There is currently great uncertainty about the future performance of the global economy. The financial sector has been badly shaken. Problems in the real-estate sector and the risk of some countries defaulting on their debts threaten to heighten the pressure once more in 2011. Furthermore, it is difficult to foresee the consequences that the main industrial countries' efforts to consolidate their public debt will have on the economy in the medium to long term. The central banks in the emerging markets are likely to switch to slightly more restrictive monetary policies in view of their extremely high growth levels, and also to slow down the pace of growth. Depending on the scale of these restrictions, the industrialised countries may also experience a downturn in their rate of economic growth. Additionally, the extremely expansionary monetary policies pursued by the central banks in the industrialised countries will result in higher inflation and also in higher commodity prices and interest rates over the medium term. Because the upturn in 2010 bypassed the labour market in many industrialised countries, the private sector has so far proved incapable of providing much stimulus.

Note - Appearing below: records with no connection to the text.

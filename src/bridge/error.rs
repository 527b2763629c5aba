use std::fmt;

pub type BridgeResult<T> = Result<T, BridgeError>;

/// Failure of a single call across the host/script boundary.
#[derive(Debug, Clone, PartialEq, Eq)]
pub enum BridgeError {
    /// The script side is not attached yet (missing root object or function).
    Unavailable { operation: String, message: String },
    /// The script function threw or its promise rejected.
    Script { operation: String, message: String },
    /// Arguments or the returned value could not be converted.
    Conversion { operation: String, message: String },
    /// The call completed but returned a value of the wrong kind.
    UnexpectedResponse { operation: String, found: String },
}

impl BridgeError {
    pub fn unavailable(operation: impl Into<String>, message: impl Into<String>) -> Self {
        BridgeError::Unavailable {
            operation: operation.into(),
            message: message.into(),
        }
    }

    pub fn script(operation: impl Into<String>, message: impl Into<String>) -> Self {
        BridgeError::Script {
            operation: operation.into(),
            message: message.into(),
        }
    }

    pub fn conversion(operation: impl Into<String>, message: impl Into<String>) -> Self {
        BridgeError::Conversion {
            operation: operation.into(),
            message: message.into(),
        }
    }

    pub fn operation(&self) -> &str {
        match self {
            BridgeError::Unavailable { operation, .. }
            | BridgeError::Script { operation, .. }
            | BridgeError::Conversion { operation, .. }
            | BridgeError::UnexpectedResponse { operation, .. } => operation,
        }
    }

    /// Short machine-readable code, carried into failure results.
    pub fn code(&self) -> &'static str {
        match self {
            BridgeError::Unavailable { .. } => "bridge/unavailable",
            BridgeError::Script { .. } => "bridge/script-error",
            BridgeError::Conversion { .. } => "bridge/conversion",
            BridgeError::UnexpectedResponse { .. } => "bridge/unexpected-response",
        }
    }
}

impl fmt::Display for BridgeError {
    fn fmt(&self, f: &mut fmt::Formatter<'_>) -> fmt::Result {
        match self {
            BridgeError::Unavailable { operation, message } => {
                write!(f, "Bridge operation '{operation}' is not available: {message}")
            }
            BridgeError::Script { operation, message } => {
                write!(f, "Bridge operation '{operation}' failed: {message}")
            }
            BridgeError::Conversion { operation, message } => {
                write!(f, "Bridge operation '{operation}' could not convert values: {message}")
            }
            BridgeError::UnexpectedResponse { operation, found } => {
                write!(f, "Bridge operation '{operation}' returned an unexpected value: {found}")
            }
        }
    }
}

impl std::error::Error for BridgeError {}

Global economic growth continues at a slower pace
In this context, slightly more moderate expansion is forecast for 2011, following the sharp rise in economic output in 2010 in many industrialised nations. Among the euro-zone economies, Germany remains the engine of growth although it is only likely to achieve a growth rate of 2.5 per cent, which is below its 2010 rate. For the first time since the start of the recession, Spain's GDP will return to slight growth. Overall, the pace of growth in the euro zone will decelerate a little and economic output will rise by 1.6 percent. The pace of growth in the euro zone is likely to be the same in 2012, when it will again be 1.6 per cent.

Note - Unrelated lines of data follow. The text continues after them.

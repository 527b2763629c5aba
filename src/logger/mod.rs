//! Named loggers shared by every bridge component.
//!
//! Each component owns one static [`Logger`] (for example `@firebase-bridge/store`).
//! Records pass through an optional user handler first and are then forwarded to the
//! [`log`] facade, so a host can attach `console_log`, `env_logger` or any other sink.

use chrono::{SecondsFormat, Utc};
use serde_json::Value;
use std::fmt;
use std::str::FromStr;
use std::sync::atomic::{AtomicU8, Ordering};
use std::sync::{Arc, LazyLock, Mutex, RwLock, Weak};

static GLOBAL_LOG_LEVEL: AtomicU8 = AtomicU8::new(LogLevel::Info as u8);
static INSTANCES: LazyLock<Mutex<Vec<Weak<LoggerInner>>>> =
    LazyLock::new(|| Mutex::new(Vec::new()));

type SharedLogHandler = Arc<dyn Fn(&Logger, LogLevel, &[LogArgument]) + Send + Sync + 'static>;

#[derive(Clone)]
pub struct Logger {
    inner: Arc<LoggerInner>,
}

impl Logger {
    pub fn new(name: impl Into<String>) -> Self {
        let inner = Arc::new(LoggerInner::new(name.into()));
        INSTANCES.lock().unwrap().push(Arc::downgrade(&inner));
        Self { inner }
    }

    pub fn name(&self) -> &str {
        &self.inner.name
    }

    pub fn log_level(&self) -> LogLevel {
        LogLevel::from_u8(self.inner.log_level.load(Ordering::SeqCst))
    }

    pub fn set_log_level(&self, level: LogLevel) {
        self.inner.log_level.store(level as u8, Ordering::SeqCst);
    }

    /// Installs a handler that sees every record before it reaches the `log` facade.
    ///
    /// The handler is invoked regardless of the logger level; it decides on its own
    /// whether a record is interesting.
    pub fn set_user_log_handler<F>(&self, handler: F)
    where
        F: Fn(&Logger, LogLevel, &[LogArgument]) + Send + Sync + 'static,
    {
        *self.inner.user_log_handler.write().unwrap() = Some(Arc::new(handler));
    }

    pub fn clear_user_log_handler(&self) {
        self.inner.user_log_handler.write().unwrap().take();
    }

    pub fn has_user_log_handler(&self) -> bool {
        self.inner.user_log_handler.read().unwrap().is_some()
    }

    pub fn debug(&self, arg: impl IntoLogArgument) {
        self.dispatch(LogLevel::Debug, vec![arg.into_log_argument()]);
    }

    pub fn info(&self, arg: impl IntoLogArgument) {
        self.dispatch(LogLevel::Info, vec![arg.into_log_argument()]);
    }

    pub fn warn(&self, arg: impl IntoLogArgument) {
        self.dispatch(LogLevel::Warn, vec![arg.into_log_argument()]);
    }

    pub fn error(&self, arg: impl IntoLogArgument) {
        self.dispatch(LogLevel::Error, vec![arg.into_log_argument()]);
    }

    /// Logs a message followed by structured arguments, such as a raw payload.
    pub fn error_with<I, T>(&self, args: I)
    where
        I: IntoIterator<Item = T>,
        T: IntoLogArgument,
    {
        let arguments = args
            .into_iter()
            .map(IntoLogArgument::into_log_argument)
            .collect();
        self.dispatch(LogLevel::Error, arguments);
    }

    fn dispatch(&self, level: LogLevel, arguments: Vec<LogArgument>) {
        let user_handler = self.inner.user_log_handler.read().unwrap().clone();
        if let Some(handler) = user_handler {
            handler(self, level, &arguments);
        }
        forward_to_facade(self, level, &arguments);
    }
}

impl fmt::Debug for Logger {
    fn fmt(&self, f: &mut fmt::Formatter<'_>) -> fmt::Result {
        f.debug_struct("Logger")
            .field("name", &self.inner.name)
            .field("level", &self.log_level())
            .finish()
    }
}

struct LoggerInner {
    name: String,
    log_level: AtomicU8,
    user_log_handler: RwLock<Option<SharedLogHandler>>,
}

impl LoggerInner {
    fn new(name: String) -> Self {
        Self {
            name,
            log_level: AtomicU8::new(GLOBAL_LOG_LEVEL.load(Ordering::SeqCst)),
            user_log_handler: RwLock::new(None),
        }
    }
}

fn forward_to_facade(logger: &Logger, level: LogLevel, args: &[LogArgument]) {
    if level < logger.log_level() {
        return;
    }
    let facade_level = match level {
        LogLevel::Debug => log::Level::Debug,
        LogLevel::Info => log::Level::Info,
        LogLevel::Warn => log::Level::Warn,
        LogLevel::Error => log::Level::Error,
        LogLevel::Silent => return,
    };

    let now = Utc::now().to_rfc3339_opts(SecondsFormat::Millis, true);
    log::log!(
        target: logger.name(),
        facade_level,
        "[{now}] {}",
        build_message(args)
    );
}

pub fn build_message(args: &[LogArgument]) -> String {
    args.iter()
        .filter_map(LogArgument::to_message_fragment)
        .collect::<Vec<_>>()
        .join(" ")
}

#[derive(Clone, Copy, Debug, PartialEq, Eq, PartialOrd, Ord, Hash)]
#[repr(u8)]
pub enum LogLevel {
    Debug = 0,
    Info = 1,
    Warn = 2,
    Error = 3,
    Silent = 4,
}

impl LogLevel {
    pub fn as_str(self) -> &'static str {
        match self {
            LogLevel::Debug => "debug",
            LogLevel::Info => "info",
            LogLevel::Warn => "warn",
            LogLevel::Error => "error",
            LogLevel::Silent => "silent",
        }
    }

    fn from_u8(value: u8) -> Self {
        match value {
            0 => LogLevel::Debug,
            1 => LogLevel::Info,
            2 => LogLevel::Warn,
            3 => LogLevel::Error,
            _ => LogLevel::Silent,
        }
    }
}

impl fmt::Display for LogLevel {
    fn fmt(&self, f: &mut fmt::Formatter<'_>) -> fmt::Result {
        f.write_str(&self.as_str().to_ascii_uppercase())
    }
}

impl FromStr for LogLevel {
    type Err = LogError;

    fn from_str(s: &str) -> Result<Self, Self::Err> {
        match s.to_ascii_lowercase().as_str() {
            "debug" => Ok(LogLevel::Debug),
            "info" => Ok(LogLevel::Info),
            "warn" | "warning" => Ok(LogLevel::Warn),
            "error" => Ok(LogLevel::Error),
            "silent" => Ok(LogLevel::Silent),
            other => Err(LogError::InvalidLogLevel(other.to_string())),
        }
    }
}

#[derive(Debug, Clone, PartialEq)]
pub enum LogArgument {
    Text(String),
    Value(Value),
}

impl LogArgument {
    pub fn to_message_fragment(&self) -> Option<String> {
        match self {
            LogArgument::Text(text) => Some(text.clone()),
            LogArgument::Value(Value::Null) => None,
            LogArgument::Value(Value::String(text)) => Some(text.clone()),
            LogArgument::Value(other) => Some(other.to_string()),
        }
    }
}

pub trait IntoLogArgument {
    fn into_log_argument(self) -> LogArgument;
}

impl IntoLogArgument for LogArgument {
    fn into_log_argument(self) -> LogArgument {
        self
    }
}

impl IntoLogArgument for String {
    fn into_log_argument(self) -> LogArgument {
        LogArgument::Text(self)
    }
}

impl IntoLogArgument for &String {
    fn into_log_argument(self) -> LogArgument {
        LogArgument::Text(self.clone())
    }
}

impl IntoLogArgument for &str {
    fn into_log_argument(self) -> LogArgument {
        LogArgument::Text(self.to_owned())
    }
}

impl IntoLogArgument for Value {
    fn into_log_argument(self) -> LogArgument {
        LogArgument::Value(self)
    }
}

#[derive(Debug, Clone)]
pub enum LogError {
    InvalidLogLevel(String),
}

impl fmt::Display for LogError {
    fn fmt(&self, f: &mut fmt::Formatter<'_>) -> fmt::Result {
        match self {
            LogError::InvalidLogLevel(level) => {
                write!(f, "Invalid value \"{level}\" assigned to the log level")
            }
        }
    }
}

impl std::error::Error for LogError {}

/// Sets the level of every live logger and of loggers created afterwards.
pub fn set_log_level(level: &str) -> Result<(), LogError> {
    let level = LogLevel::from_str(level)?;
    GLOBAL_LOG_LEVEL.store(level as u8, Ordering::SeqCst);
    let mut instances = INSTANCES.lock().unwrap();
    instances.retain(|weak| match weak.upgrade() {
        Some(inner) => {
            inner.log_level.store(level as u8, Ordering::SeqCst);
            true
        }
        None => false,
    });
    Ok(())
}

/// Installs `handler` on every live logger, or removes the user handlers with `None`.
///
/// Records below the logger's level are not passed on. Loggers created later are
/// not affected.
pub fn set_user_log_handler<F>(handler: Option<F>)
where
    F: Fn(&str, LogLevel, String) + Send + Sync + 'static,
{
    let handler = handler.map(Arc::new);
    let mut instances = INSTANCES.lock().unwrap();
    instances.retain(|weak| {
        let Some(inner) = weak.upgrade() else {
            return false;
        };
        let logger = Logger { inner };
        match &handler {
            Some(handler) => {
                let handler = Arc::clone(handler);
                logger.set_user_log_handler(move |instance, level, args| {
                    if level >= instance.log_level() {
                        handler(instance.name(), level, build_message(args));
                    }
                });
            }
            None => logger.clear_user_log_handler(),
        }
        true
    });
}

In the USA, a number of the economic stimulus packages approved in 2008 and 2009 will come to an end in 2011 – an indication that the growth rate is likely to slow down. However, the US government has renewed or extended the term of temporary tax cuts for employees, lower social security contributions and special unemployment benefits. The USA has also created an incentive programme for corporate investment. These measures are equivalent to 2.5 per cent of the GDP forecast for 2011 and 2012. The Federal Reserve's expansionary monetary policy is likely to continue largely unchanged. However, not all of the measures that have been approved will take full effect, because there are still high levels of consumer debt as well as structural problems in the real-estate market. Given the current conditions, the US economy is likely to grow by 3.2 per cent in 2011. The rate of growth could even rise to 3.3 per cent in 2012.
The Chinese economy was the first to benefit from the recovery and it grew strongly in 2010. The monetary and financial policy measures introduced in China to prevent its economy overheating will take effect in 2011 and, as a result, growth will fall back to between 8.1 and 8.5 per cent in 2012, a lower level than in recent years. The slight slowdown in Chinese economic activity is highly likely to decrease demand for raw materials from Latin America. The cycle of inventory building has also largely come to an end, and support from this quarter is declining. As a result, the upturn in the Brazilian economy is expected to be slightly smaller than it was in 2010, and growth will fall to 4.5 per cent. The economy is likely to grow at a similar pace in 2012, fuelled by a more robust global economy and capital expenditure in conjunction with the 2014 FIFA World Cup and the 2016 Olympic Games.